Problem:
Look through the records, and whenever a line includes the word "level", copy it.

------ Given records ------

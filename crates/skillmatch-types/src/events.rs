use serde::{Deserialize, Serialize};
use uuid::Uuid;

/// Tables a client may watch on the change feed.
#[derive(Debug, Clone, Copy, PartialEq, Eq, Hash, Serialize, Deserialize)]
#[serde(rename_all = "snake_case")]
pub enum Table {
    Profiles,
    Skills,
    UserSkills,
    Projects,
    ProjectMembers,
    ProjectSkills,
    AnonymousPitches,
    PitchInterest,
    Messages,
    Badges,
    UserBadges,
}

/// Row-level operation class reported on the change feed.
#[derive(Debug, Clone, Copy, PartialEq, Eq, Hash, Serialize, Deserialize)]
#[serde(rename_all = "lowercase")]
pub enum ChangeOp {
    Insert,
    Update,
    Delete,
}

/// Event class of a subscription: `"*"` or a single operation.
#[derive(Debug, Clone, Copy, PartialEq, Eq, Default, Serialize, Deserialize)]
#[serde(rename_all = "lowercase")]
pub enum EventFilter {
    #[default]
    #[serde(rename = "*")]
    All,
    Insert,
    Update,
    Delete,
}

impl EventFilter {
    pub fn matches(self, op: ChangeOp) -> bool {
        match self {
            Self::All => true,
            Self::Insert => op == ChangeOp::Insert,
            Self::Update => op == ChangeOp::Update,
            Self::Delete => op == ChangeOp::Delete,
        }
    }
}

/// One watched (table, event class) pair.
#[derive(Debug, Clone, Copy, PartialEq, Eq, Serialize, Deserialize)]
pub struct Subscription {
    pub table: Table,
    #[serde(default)]
    pub event: EventFilter,
}

impl Subscription {
    pub fn matches(&self, change: Change) -> bool {
        self.table == change.table && self.event.matches(change.op)
    }
}

/// A committed row-level change on a watched table.
///
/// Carries no row payload: consumers are expected to refetch whatever
/// queries they depend on when a watched table changes.
#[derive(Debug, Clone, Copy, PartialEq, Eq, Hash, Serialize, Deserialize)]
pub struct Change {
    pub table: Table,
    pub op: ChangeOp,
}

/// Events sent over the WebSocket gateway.
#[derive(Debug, Clone, Serialize, Deserialize)]
#[serde(tag = "type", content = "data")]
pub enum GatewayEvent {
    /// Server confirms successful authentication
    Ready { user_id: Uuid },

    /// A row changed on a subscribed table
    Change(Change),
}

/// Commands sent FROM client TO server over WebSocket.
#[derive(Debug, Clone, Serialize, Deserialize)]
#[serde(tag = "type", content = "data")]
pub enum GatewayCommand {
    /// Authenticate the WebSocket connection
    Identify { token: String },

    /// Replace this connection's watched set with a declarative list of
    /// (table, event class) pairs.
    Subscribe { subscriptions: Vec<Subscription> },
}

#[cfg(test)]
mod tests {
    use super::*;

    #[test]
    fn subscribe_wire_format_accepts_wildcard_and_defaults() {
        let cmd: GatewayCommand = serde_json::from_str(
            r#"{"type":"Subscribe","data":{"subscriptions":[
                {"table":"messages","event":"*"},
                {"table":"user_skills","event":"insert"},
                {"table":"projects"}
            ]}}"#,
        )
        .unwrap();

        let GatewayCommand::Subscribe { subscriptions } = cmd else {
            panic!("expected Subscribe");
        };
        assert_eq!(subscriptions.len(), 3);
        assert_eq!(subscriptions[0].table, Table::Messages);
        assert_eq!(subscriptions[0].event, EventFilter::All);
        assert_eq!(subscriptions[1].event, EventFilter::Insert);
        // Omitted event class defaults to "*"
        assert_eq!(subscriptions[2].event, EventFilter::All);
    }

    #[test]
    fn change_event_wire_format() {
        let event = GatewayEvent::Change(Change {
            table: Table::AnonymousPitches,
            op: ChangeOp::Update,
        });
        let json = serde_json::to_string(&event).unwrap();
        assert_eq!(
            json,
            r#"{"type":"Change","data":{"table":"anonymous_pitches","op":"update"}}"#
        );
    }

    #[test]
    fn event_filter_matching() {
        assert!(EventFilter::All.matches(ChangeOp::Delete));
        assert!(EventFilter::Insert.matches(ChangeOp::Insert));
        assert!(!EventFilter::Insert.matches(ChangeOp::Update));

        let sub = Subscription {
            table: Table::Messages,
            event: EventFilter::Insert,
        };
        assert!(sub.matches(Change {
            table: Table::Messages,
            op: ChangeOp::Insert,
        }));
        assert!(!sub.matches(Change {
            table: Table::Profiles,
            op: ChangeOp::Insert,
        }));
    }
}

------

Response:
/// Row-level operation class reported on the change feed.
/// A committed row-level change on a watched table.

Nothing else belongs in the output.